Op dit moment twijfelt gelukkig niemand er meer aan dat psychiatrische stoornissen ziektes van de hersenen zijn. Ik denk wel dat wij daar in Utrecht ons steentje aan hebben bijgedragen. Wij zijn bijvoorbeeld als een van de eersten in Nederland met MRI-apparatuur gaan zoeken naar afwijkingen in de hersenen van patiënten met schizofrenie. Wij hebben onder meer gevonden dat schizofrenie wordt veroorzaakt door hersenafwijkingen die in de puberteit ontstaan en geleidelijk erger worden. De vraag die we nu willen beantwoorden is: hoe komt dat? Mijn voornaamste ambitie voor de komende jaren is om beter te leren begrijpen wat schizofrenie nou precies is, want dat is echt een vreselijke ziekte.

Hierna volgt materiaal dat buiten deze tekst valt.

//! Frame decoding and normalization.
//!
//! Stage 2 of the assembly pipeline. Each [`Candidate`] decodes into a
//! [`Frame`] holding a plain RGB8 buffer:
//!
//! - Alpha-channel sources have their alpha dropped, not composited. A fully
//!   transparent pixel comes out as whatever RGB the file stored there
//!   (typically black). Transparency never survives into the output.
//! - Palette-indexed sources expand through their color table.
//! - Animated GIF inputs contribute their first frame only.
//!
//! Resizing is a stretch to exact target dimensions with Lanczos3 — aspect
//! ratio is the caller's problem, by way of the first-frame-sets-the-canvas
//! rule in [`assemble`](crate::assemble).

use crate::scan::Candidate;
use image::imageops::FilterType;
use image::{ImageReader, RgbImage};
use thiserror::Error;

#[derive(Error, Debug)]
#[error("failed to decode {filename}: {source}")]
pub struct DecodeError {
    /// Bare file name of the offending source.
    pub filename: String,
    pub source: image::ImageError,
}

/// One decoded, normalized image destined for one position in the output.
#[derive(Debug, Clone)]
pub struct Frame {
    /// Three-channel pixel data. Always RGB8, whatever the source mode was.
    pub pixels: RgbImage,
    /// Bare file name of the source, kept for reporting.
    pub file_name: String,
}

impl Frame {
    pub fn width(&self) -> u32 {
        self.pixels.width()
    }

    pub fn height(&self) -> u32 {
        self.pixels.height()
    }
}

/// Decode a candidate file into an RGB8 frame.
///
/// Any failure — unreadable file, corrupt data, unsupported sub-format — is
/// terminal for the whole run; there is no skip-and-continue.
pub fn decode(candidate: &Candidate) -> Result<Frame, DecodeError> {
    let decoded = ImageReader::open(&candidate.path)
        .map_err(image::ImageError::from)
        .and_then(|reader| reader.decode())
        .map_err(|source| DecodeError {
            filename: candidate.file_name.clone(),
            source,
        })?;

    Ok(Frame {
        pixels: decoded.to_rgb8(),
        file_name: candidate.file_name.clone(),
    })
}

/// Stretch-resize a frame to exactly `width` x `height` (Lanczos3).
///
/// A frame already at the target size is left untouched.
pub fn resize_to(frame: &mut Frame, width: u32, height: u32) {
    if frame.width() == width && frame.height() == height {
        return;
    }
    frame.pixels = image::imageops::resize(&frame.pixels, width, height, FilterType::Lanczos3);
}
//! Shared test utilities: synthetic image fixtures.
//!
//! All fixtures are generated in-process — no binary blobs in the repo.

use crate::frame::Frame;
use crate::scan::Candidate;
use image::codecs::jpeg::JpegEncoder;
use image::{ExtendedColorType, ImageEncoder, Rgb, RgbImage, Rgba, RgbaImage};
use std::path::Path;
use std::time::SystemTime;

/// Write a solid-color RGB PNG.
pub fn write_rgb_png(path: &Path, width: u32, height: u32, color: [u8; 3]) {
    RgbImage::from_pixel(width, height, Rgb(color))
        .save(path)
        .unwrap();
}

/// Write a solid-color PNG with an alpha channel.
pub fn write_rgba_png(path: &Path, width: u32, height: u32, color: [u8; 4]) {
    RgbaImage::from_pixel(width, height, Rgba(color))
        .save(path)
        .unwrap();
}

/// Write a small gradient JPEG with the given dimensions.
pub fn write_jpeg(path: &Path, width: u32, height: u32) {
    let img = RgbImage::from_fn(width, height, |x, y| {
        Rgb([(x % 256) as u8, (y % 256) as u8, 128])
    });
    let file = std::fs::File::create(path).unwrap();
    let writer = std::io::BufWriter::new(file);
    JpegEncoder::new(writer)
        .write_image(img.as_raw(), width, height, ExtendedColorType::Rgb8)
        .unwrap();
}

/// Wrap a path in a [`Candidate`] the way discovery would.
pub fn candidate_for(path: &Path) -> Candidate {
    Candidate {
        path: path.to_path_buf(),
        file_name: path
            .file_name()
            .map(|n| n.to_string_lossy().into_owned())
            .unwrap_or_default(),
        modified: SystemTime::UNIX_EPOCH,
    }
}

/// Build an in-memory solid-color frame without touching the filesystem.
pub fn solid_frame(name: &str, width: u32, height: u32, color: [u8; 3]) -> Frame {
    Frame {
        pixels: RgbImage::from_pixel(width, height, Rgb(color)),
        file_name: name.to_string(),
    }
}
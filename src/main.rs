use clap::Parser;
use frameloop::assemble::{self, AssemblyError};
use frameloop::{config, output};
use std::path::PathBuf;
use std::process::ExitCode;
use thiserror::Error;

#[derive(Parser)]
#[command(name = "frameloop")]
#[command(about = "Assemble a directory of still images into an animated GIF")]
#[command(long_about = "\
Assemble a directory of still images into an animated GIF

Every supported image directly inside INPUT_DIR becomes one frame
(.jpg, .jpeg, .png, .bmp, .gif — other files are skipped). The first
frame in sort order sets the output dimensions; every later frame is
stretch-resized to match.

Layout:

  shots/
  ├── frameloop.toml     # Optional defaults (duration_ms, loop_count, sort)
  ├── 001.png            # Frame 1 under --sort name
  ├── 002.png            # Frame 2
  ├── 003.png            # Frame 3
  └── notes.txt          # Ignored — extension not on the allow-list

A run either writes the complete GIF or nothing: one corrupt frame
aborts the whole assembly and any previous file at the output path is
left untouched.

Exit codes: 0 success, 1 no frames / unreadable input, 2 decode error,
3 write error, 4 invalid configuration.")]
#[command(version)]
struct Cli {
    /// Directory containing the source frames (scanned non-recursively)
    input_dir: PathBuf,

    /// Destination GIF path
    #[arg(short, long, default_value = "output.gif")]
    output: PathBuf,

    /// Per-frame delay in milliseconds, uniform across all frames
    #[arg(long, value_name = "MS")]
    duration_ms: Option<u32>,

    /// Times the animation replays; 0 loops forever
    #[arg(long, value_name = "N")]
    loop_count: Option<u16>,

    /// Frame ordering: 'name' (filename) or 'mtime' (modification time)
    #[arg(long, value_name = "MODE")]
    sort: Option<String>,

    /// Emit the result as JSON instead of the status line
    #[arg(long)]
    json: bool,
}

#[derive(Error, Debug)]
enum CliError {
    #[error(transparent)]
    Config(#[from] config::ConfigError),
    #[error(transparent)]
    Assembly(#[from] AssemblyError),
    #[error(transparent)]
    Report(#[from] serde_json::Error),
}

impl CliError {
    fn exit_code(&self) -> u8 {
        match self {
            CliError::Config(_) => 4,
            CliError::Assembly(AssemblyError::Scan(_)) => 1,
            CliError::Assembly(AssemblyError::FrameDecode(_)) => 2,
            CliError::Assembly(AssemblyError::Encode(_)) => 3,
            CliError::Report(_) => 3,
        }
    }
}

fn run(cli: &Cli) -> Result<(), CliError> {
    let config = config::resolve(
        cli.input_dir.clone(),
        cli.output.clone(),
        config::Overrides {
            frame_duration_ms: cli.duration_ms,
            loop_count: cli.loop_count,
            sort: cli.sort.clone(),
        },
    )?;

    let report = assemble::assemble(&config)?;

    if cli.json {
        println!("{}", output::format_report_json(&report)?);
    } else {
        output::print_report(&report);
    }
    Ok(())
}

fn main() -> ExitCode {
    let cli = Cli::parse();
    match run(&cli) {
        Ok(()) => ExitCode::SUCCESS,
        Err(err) => {
            output::print_error(&err);
            ExitCode::from(err.exit_code())
        }
    }
}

Ik ben overigens erg optimistisch over de toekomst van dit vak. We weten inmiddels zoveel van het brein dat we mensen met een psychiatrische ziekte kunnen behandelen door elektroden in een bepaald deel van de hersenen te implanteren en zo de activiteit in dat gebied te stimuleren of juist te dempen. Bovendien zijn er wereldwijd tientallen studies aan de gang waarin wordt gekeken naar de genen die betrokken zijn bij het ontstaan van psychiatrische ziekten. Geef ons nog een aantal jaar de tijd en ik weet zeker dat die kennis zal leiden tot heel nieuwe behandelingen en zelfs tot de preventie van psychiatrische stoornissen. Voor de Ziekte van Parkinson is recent stamceltherapie ontwikkeld. Ik zie niet in waarom dat voor sommige psychiatrische aandoeningen niet ook een goede optie zou kunnen zijn?

CV

René Kahn (1954) studeerde van 1972 tot 1979 Geneeskunde in Groningen en promoveerde in Utrecht op onderzoek naar de biologische achtergronden van paniekstoornis. In 1985 vertrok hij voor een verblijf van acht jaar naar New York. Sinds 1993 is hij hoogleraar psychiatrie aan de Universiteit Utrecht en hoofd van de afdeling Psychiatrie van het UMC Utrecht. Van 2003 tot 2006 was hij voorzitter van de Nederlandse Vereniging voor Psychiatrie. Eerder publiceerde hij het boek 'Onze hersenen'.